「心情」とは?
「心情」は(しんじょう)と読みます。「心」は、ごく端的にいえば、気持ちや精神を表す言葉です。「情」は、なんらかの事象に反応して起こる心の動き、気持ちのことを指します。
この二つの漢字で構成される「心情」は、心の中で感じ、思っていること。ある物事に対して思っていることや心の状態、などを意味する言葉です。
日々の生活の中では、常に「なにか」が起こり、その度に「なにか」を考えているわけですから、「心情」はとても馴染み深い言葉だと実感できることでしょう。
「心情」の使い方
「心情」を使うときに留意したいポイントは、基本的に「心情」は、なにかの事象によって心の内面に湧き上がってくる主観的な思い、とされていることです。
例えば、なんらかの出来事があったとき、「ご感情をお聞かせください」とは問わず「ご心情をお聞かせください」と問います。
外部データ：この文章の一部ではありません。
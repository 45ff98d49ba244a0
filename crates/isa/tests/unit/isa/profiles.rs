//! Encoding Profile Divergence Unit Tests.
//!
//! Verifies the points where Gen1 and Gen2 disagree: dequantize payload
//! width, inline cluster-mask width, the channel-broadcast flag, and
//! the two Gen2-only configuration selectors.

use rstest::rstest;
use vpuasm_core::isa::field::{Field, FieldRecord};
use vpuasm_core::isa::op::{Op, Selector};
use vpuasm_core::isa::profile::EncodingProfile;
use vpuasm_core::isa::word::{decode, encode};
use vpuasm_core::{InstructionCodec, IsaError, VpuCodec};

fn dequant_record(payload: u32) -> FieldRecord {
    let mut rec = FieldRecord::with_op(Op::Set(Selector::Dequant));
    let _ = rec.set(Field::Payload, payload);
    rec
}

#[rstest]
#[case::gen1(EncodingProfile::Gen1, false)]
#[case::gen2(EncodingProfile::Gen2, true)]
fn dequant_payload_width_diverges(#[case] profile: EncodingProfile, #[case] wide_ok: bool) {
    // 0x10000 needs 17 bits: beyond Gen1's 16-bit payload, within
    // Gen2's 24-bit payload.
    let result = encode(&dequant_record(0x1_0000), profile);
    assert_eq!(result.is_ok(), wide_ok);
    // 16-bit values fit both generations.
    assert!(encode(&dequant_record(0xFFFF), profile).is_ok());
}

#[rstest]
#[case::gen1(EncodingProfile::Gen1, true)]
#[case::gen2(EncodingProfile::Gen2, false)]
fn inline_cluster_mask_width_diverges(#[case] profile: EncodingProfile, #[case] full_ok: bool) {
    // Gen1 keeps all 8 cluster-mask bits inline; Gen2 keeps 7 and moves
    // the high bits behind the cmask-high selector.
    let mut rec = FieldRecord::with_op(Op::Set(Selector::LoadGlb));
    let _ = rec.set(Field::ClusterMask, 0xFF);
    assert_eq!(encode(&rec, profile).is_ok(), full_ok);
}

#[test]
fn chan_broadcast_roundtrips_on_gen2_only() {
    let gen2 = EncodingProfile::Gen2;
    let mut rec = FieldRecord::with_op(Op::Set(Selector::StoreGlb));
    let _ = rec.set(Field::Stride, 2);
    let _ = rec.set(Field::ChanBroadcast, 1);
    let back = decode(encode(&rec, gen2).unwrap(), gen2).unwrap();
    assert_eq!(back.get(Field::ChanBroadcast), Some(1));

    // Gen1 has no channel-broadcast slot; the field is simply absent.
    let gen1 = EncodingProfile::Gen1;
    let back = decode(encode(&rec, gen1).unwrap(), gen1).unwrap();
    assert_eq!(back.get(Field::ChanBroadcast), None);
}

#[rstest]
#[case(Selector::Format)]
#[case(Selector::ClusterMaskHigh)]
fn gen2_selectors_unrepresentable_under_gen1(#[case] sel: Selector) {
    let gen2 = EncodingProfile::Gen2;
    let mut rec = FieldRecord::with_op(Op::Set(sel));
    let _ = rec.set(Field::Payload, 3);
    let word = encode(&rec, gen2).unwrap();
    assert!(decode(word, gen2).is_ok());
    assert_eq!(
        decode(word, EncodingProfile::Gen1).unwrap_err(),
        IsaError::Unrepresentable(word)
    );
}

#[test]
fn gen2_mnemonics_unknown_to_gen1_table() {
    let gen1 = VpuCodec::new(EncodingProfile::Gen1);
    assert_eq!(
        gen1.decode_text("vpu_set_format 3").unwrap_err(),
        IsaError::UnknownMnemonic("vpu_set_format".to_owned())
    );

    let gen2 = VpuCodec::new(EncodingProfile::Gen2);
    let bytes = gen2.assemble("vpu_set_format 3").unwrap();
    assert_eq!(gen2.disassemble(&bytes).unwrap(), "vpu_set_format 3");
}

#[test]
fn glb_mnemonic_arity_tracks_profile() {
    // The descriptor SET takes four arguments on Gen1 and five on Gen2.
    let gen1 = VpuCodec::new(EncodingProfile::Gen1);
    let gen2 = VpuCodec::new(EncodingProfile::Gen2);
    assert!(gen1.decode_text("vpu_set_load_glb 1 2 3 4").is_ok());
    assert!(gen1.decode_text("vpu_set_load_glb 1 2 3 4 1").is_err());
    assert!(gen2.decode_text("vpu_set_load_glb 1 2 3 4 1").is_ok());
    assert!(gen2.decode_text("vpu_set_load_glb 1 2 3 4").is_err());
}
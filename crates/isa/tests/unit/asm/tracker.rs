//! Configuration Tracker Unit Tests.
//!
//! Verifies the suppression cache and the fixed relativity table that
//! decides which instruction family observes each register class.

use vpuasm_core::isa::field::{Field, FieldRecord};
use vpuasm_core::isa::op::{Op, ScalarOp, Selector};
use vpuasm_core::asm::tracker::{ConfigTracker, RegClass, consumes, is_scalar, set_class};

// ══════════════════════════════════════════════════════════
// 1. Suppression cache
// ══════════════════════════════════════════════════════════

#[test]
fn unknown_slot_always_changes() {
    let tracker = ConfigTracker::new();
    assert!(tracker.would_change(RegClass::Quant, 5));
}

#[test]
fn recorded_value_suppresses_equal_write() {
    let mut tracker = ConfigTracker::new();
    tracker.record(RegClass::Quant, 5);
    assert!(!tracker.would_change(RegClass::Quant, 5));
    assert!(tracker.would_change(RegClass::Quant, 6));
    // Other classes are unaffected.
    assert!(tracker.would_change(RegClass::Dequant, 5));
}

#[test]
fn invalidate_forgets_every_slot() {
    let mut tracker = ConfigTracker::new();
    tracker.record(RegClass::LoadBase, 0x1000);
    tracker.record(RegClass::StoreDesc, 42);
    tracker.invalidate_all();
    assert!(tracker.would_change(RegClass::LoadBase, 0x1000));
    assert!(tracker.would_change(RegClass::StoreDesc, 42));
}

// ══════════════════════════════════════════════════════════
// 2. Relativity table
// ══════════════════════════════════════════════════════════

fn plain_load() -> FieldRecord {
    let mut rec = FieldRecord::with_op(Op::Load);
    let _ = rec.set(Field::DualLoad, 0);
    rec
}

fn dual_load() -> FieldRecord {
    let mut rec = FieldRecord::with_op(Op::Load);
    let _ = rec.set(Field::DualLoad, 1);
    rec
}

fn plain_store() -> FieldRecord {
    FieldRecord::with_op(Op::Store)
}

fn super_fused() -> FieldRecord {
    let mut rec = FieldRecord::with_op(Op::Load);
    rec.op2 = Some(Op::Fused(vpuasm_core::isa::op::FusedOp::Mac));
    rec.op3 = Some(Op::Store);
    rec
}

#[test]
fn load_observes_load_side_classes_only() {
    let load = plain_load();
    assert!(consumes(&load, RegClass::LoadBase));
    assert!(consumes(&load, RegClass::LoadDesc));
    assert!(consumes(&load, RegClass::Dequant));
    assert!(!consumes(&load, RegClass::StoreBase));
    assert!(!consumes(&load, RegClass::Quant));
    // The secondary base feeds dual loads only.
    assert!(!consumes(&load, RegClass::Load2Base));
    assert!(!consumes(&load, RegClass::Dequant2));
}

#[test]
fn dual_load_also_observes_secondary_classes() {
    let load = dual_load();
    assert!(consumes(&load, RegClass::Load2Base));
    assert!(consumes(&load, RegClass::Dequant2));
}

#[test]
fn store_observes_store_side_classes_only() {
    let store = plain_store();
    assert!(consumes(&store, RegClass::StoreBase));
    assert!(consumes(&store, RegClass::StoreDesc));
    assert!(consumes(&store, RegClass::Quant));
    assert!(!consumes(&store, RegClass::LoadBase));
    assert!(!consumes(&store, RegClass::Dequant));
}

#[test]
fn fully_fused_observes_both_sides_and_aai() {
    let fused = super_fused();
    assert!(consumes(&fused, RegClass::LoadBase));
    assert!(consumes(&fused, RegClass::StoreBase));
    assert!(consumes(&fused, RegClass::Aai));
}

#[test]
fn arithmetic_observes_nothing() {
    let rec = FieldRecord::with_op(Op::Alu(vpuasm_core::isa::op::AluOp::Add));
    assert!(!consumes(&rec, RegClass::LoadBase));
    assert!(!consumes(&rec, RegClass::Aai));
}

// ══════════════════════════════════════════════════════════
// 3. Record classification
// ══════════════════════════════════════════════════════════

#[test]
fn set_class_maps_selector_to_register_class() {
    let rec = FieldRecord::with_op(Op::Set(Selector::LoadGlb));
    assert_eq!(set_class(&rec), Some(RegClass::LoadDesc));
    assert_eq!(set_class(&plain_load()), None);
}

#[test]
fn scalar_classification() {
    assert!(is_scalar(&FieldRecord::with_op(Op::Scalar(ScalarOp::Addi))));
    assert!(!is_scalar(&plain_load()));
}
//! Instruction set: operations, field records, encoding profiles,
//! mnemonic formats, and the word codec.
//!
//! The [`InstructionCodec`] trait is the seam between engines: each
//! compute engine of the accelerator exposes the same six
//! text/binary/record conversions behind an explicit [`EngineKind`] tag.
//! This crate implements the vector engine ([`VpuCodec`]), the richest
//! and most irregular encoding; the sibling engines are flat bit-field
//! tables that plug in beside it.

/// Operand fields and the structured field record.
pub mod field;
/// Mnemonic format registry.
pub mod mnemonic;
/// Operation enums.
pub mod op;
/// Encoding-generation profiles.
pub mod profile;
/// Instruction word encode/decode.
pub mod word;

use crate::common::error::{IsaError, Result};
use crate::isa::field::FieldRecord;
use crate::isa::mnemonic::MnemonicTable;
use crate::isa::profile::EncodingProfile;

/// Identifies which compute engine a codec serves.
#[derive(Debug, Clone, Copy, PartialEq, Eq, Hash)]
#[non_exhaustive]
pub enum EngineKind {
    /// The vector compute engine.
    Vector,
}

/// Conversions between the three instruction representations: mnemonic
/// text line, structured field record, and raw binary word.
pub trait InstructionCodec {
    /// The engine this codec encodes for.
    fn engine(&self) -> EngineKind;

    /// Width of one encoded instruction in bytes.
    fn word_bytes(&self) -> usize;

    /// Encodes a field record into its binary word bytes
    /// (little-endian).
    ///
    /// # Errors
    ///
    /// Propagates width violations and structural record errors.
    fn encode_binary(&self, record: &FieldRecord) -> Result<Vec<u8>>;

    /// Decodes binary word bytes into a field record.
    ///
    /// # Errors
    ///
    /// Fails on a wrong-sized buffer or a word with no meaning in this
    /// engine/profile.
    fn decode_binary(&self, bytes: &[u8]) -> Result<FieldRecord>;

    /// Renders a field record as a mnemonic text line.
    ///
    /// # Errors
    ///
    /// Returns [`IsaError::Unrepresentable`] if no registered mnemonic
    /// format matches the record.
    fn encode_text(&self, record: &FieldRecord) -> Result<String>;

    /// Parses a mnemonic text line into a field record.
    ///
    /// # Errors
    ///
    /// Fails on unparseable text or an unknown mnemonic/arity.
    fn decode_text(&self, line: &str) -> Result<FieldRecord>;

    /// Assembles one text line straight to binary.
    ///
    /// # Errors
    ///
    /// Propagates text-parsing and encoding failures.
    fn assemble(&self, line: &str) -> Result<Vec<u8>> {
        self.encode_binary(&self.decode_text(line)?)
    }

    /// Disassembles binary word bytes straight to text.
    ///
    /// # Errors
    ///
    /// Propagates decoding and rendering failures.
    fn disassemble(&self, bytes: &[u8]) -> Result<String> {
        self.encode_text(&self.decode_binary(bytes)?)
    }
}

/// The vector-engine codec, bound to one encoding profile.
#[derive(Debug, Clone, Copy)]
pub struct VpuCodec {
    profile: EncodingProfile,
}

impl VpuCodec {
    /// Creates a codec for the given encoding generation.
    pub const fn new(profile: EncodingProfile) -> Self {
        Self { profile }
    }

    /// The profile this codec encodes under.
    pub const fn profile(&self) -> EncodingProfile {
        self.profile
    }

    /// Encodes a record into a raw 32-bit word.
    ///
    /// # Errors
    ///
    /// See [`word::encode`].
    pub fn encode_word(&self, record: &FieldRecord) -> Result<u32> {
        word::encode(record, self.profile)
    }

    /// Decodes a raw 32-bit word into a record.
    ///
    /// # Errors
    ///
    /// See [`word::decode`].
    pub fn decode_word(&self, word: u32) -> Result<FieldRecord> {
        word::decode(word, self.profile)
    }
}

impl InstructionCodec for VpuCodec {
    fn engine(&self) -> EngineKind {
        EngineKind::Vector
    }

    fn word_bytes(&self) -> usize {
        4
    }

    fn encode_binary(&self, record: &FieldRecord) -> Result<Vec<u8>> {
        Ok(self.encode_word(record)?.to_le_bytes().to_vec())
    }

    fn decode_binary(&self, bytes: &[u8]) -> Result<FieldRecord> {
        let word: [u8; 4] = bytes
            .try_into()
            .map_err(|_| IsaError::MalformedText(format!("expected 4 bytes, got {}", bytes.len())))?;
        self.decode_word(u32::from_le_bytes(word))
    }

    fn encode_text(&self, record: &FieldRecord) -> Result<String> {
        let table = MnemonicTable::shared(self.profile);
        table.decode(record).ok_or_else(|| {
            let word = word::encode(record, self.profile).unwrap_or(0);
            IsaError::Unrepresentable(word)
        })
    }

    fn decode_text(&self, line: &str) -> Result<FieldRecord> {
        let mut tokens = line.split_whitespace();
        let mnemonic = tokens
            .next()
            .ok_or_else(|| IsaError::MalformedText(line.to_owned()))?;
        let args = tokens
            .map(|tok| {
                tok.parse::<i64>()
                    .map_err(|_| IsaError::MalformedText(line.to_owned()))
            })
            .collect::<Result<Vec<i64>>>()?;
        MnemonicTable::shared(self.profile).encode(mnemonic, &args)
    }
}
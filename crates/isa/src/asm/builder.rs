//! Stateful instruction-stream assembly.
//!
//! [`StreamBuilder`] is the programmatic front end of the assembler: a
//! caller describes loads, stores, arithmetic, and control flow in terms
//! of byte addresses and operation enums, and the builder emits the
//! configuration traffic (base SETs, descriptors, factors) needed to
//! make each data instruction legal, while suppressing writes that
//! would not change hardware state. [`StreamBuilder::finalize`] runs
//! the redundancy-elimination pass, appends the NOP/END terminator with
//! transfer-granule padding, and encodes the stream into a [`Program`].

use std::collections::HashMap;

use tracing::{debug, trace};

use crate::asm::tracker::{self, ConfigTracker, RegClass};
use crate::asm::window::BaseWindow;
use crate::common::error::{IsaError, Result};
use crate::config::AsmConfig;
use crate::isa::field::{Field, FieldRecord};
use crate::isa::op::{AluOp, Dtype, FusedOp, Op, ScalarOp, Selector};
use crate::isa::profile::EncodingProfile;
use crate::isa::{InstructionCodec, VpuCodec};

/// Granule shift between byte addresses and base-register payloads.
const BASE_SHIFT: u32 = 6;

/// A GLB access descriptor: stride, masks, and broadcast controls.
///
/// `chan_broadcast` is only encoded on Gen2; on Gen1 it is ignored.
#[derive(Debug, Clone, Copy, PartialEq, Eq, Default)]
pub struct GlbDescriptor {
    /// Row stride selector.
    pub stride: u32,
    /// Cluster enable mask.
    pub cluster_mask: u32,
    /// Bank enable mask.
    pub bank_mask: u32,
    /// Broadcast control bits.
    pub broadcast: u32,
    /// Channel-broadcast flag (Gen2).
    pub chan_broadcast: u32,
}

impl GlbDescriptor {
    /// Canonical comparison key for redundancy tracking.
    const fn key(self) -> u64 {
        (self.stride as u64) << 48
            | (self.cluster_mask as u64) << 32
            | (self.bank_mask as u64) << 24
            | (self.chan_broadcast as u64) << 20
            | self.broadcast as u64
    }
}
出来事を受けて主観的なあなたの思いは?と尋ねていると理解できます。
また、「心情」で表される「思い」は、どちらかといえば、しみじみとした情感であったり、感傷であることが多いようです。「激しい怒りの感情」という表現には違和感がありませんが「激しい怒りの心情」という言い回しはあまり耳にしません。
「心情」とは激しい感情にあらず、というわけではありませんが、基本的なニュアンスとして、表面的に出てくるような激しさは感じさせない言葉です。だからこそ、「心情を察する」「心情を問う」「心情を抱く」などの言い回しが適しています。
「心情」の文例
- 志望校すべてに落ちた小林君を町で見かけたが、その心情を思い、声をかけなかった。
- 初恋の人との再会を淡々と語る由美ちゃんの心情は、読み取りづらかった。
- 長く夫婦でいると、互いの心情を察しあい、阿吽の呼吸が生まれるものだ。
- 犯罪者の心情を丹念に聞き取り理解することが、再犯を防ぐ手立てともなる。
- 推理小説を読む時は、登場人物がどんな心情を抱いているかを想像して犯人を当てるんだ。
「心情」の関連語
「心情」にはいくつかの類語がありますが、厳密にいえば、それぞれ微妙な異なりがあります。今回は「関連語」として扱い、解説していきます。
「心境」の意味と使い方
「心境」とは端的に言えば心の状態を意味する言葉です。「境」という漢字はいくつかの意味をもちますが、「心境」の「境」は、人が置かれた立場や状態、ありさま、という意味で使われています。
したがって、「心境」は、自分が置かれている状態や状況に対して思うこと、を表しています。「心情」は、ある事象によって心に湧く思いを表す言葉なので、微妙ですが観点が異なります。
【文例①】一人娘さんがご結婚ですね。いま、どのようなご心境ですか?
【文例②】これまでは消極的な生き方をしてきたが、アメリカ留学をへて心境は変化した。冒険であっても、今やりたいことをやろう。
「感情」の意味と使い方
「感情」とは、物事に感じて引き起こされる心の働きや気持ち。喜怒哀楽などの心持ち、などを意味する言葉です。
精神医学用語など、さまざまな定義はありますが、ここでは一般的な意味のみをご紹介します。「感情」は、「心情」に比べて、外部の状況によって引き起こされる、というニュアンスがより強い言葉です。
「心情」が、情感や感傷などに比較的重きがおかれているのに比べ、「感情」は、淡いものから激情まで、幅が広いことが特徴ともいえます。
また、外からの刺激によって引き起こされるという意味からも、精神医学用語では、「心情」ではなく「感情」が用いられるとのことです。
【文例①】受験勉強がつらかったぶん、志望校に受かったときは喜びの感情が爆発した。
【文例②】小学生のころ、青年のような体育教師に淡い憧れの感情をもっていたことを思いだした。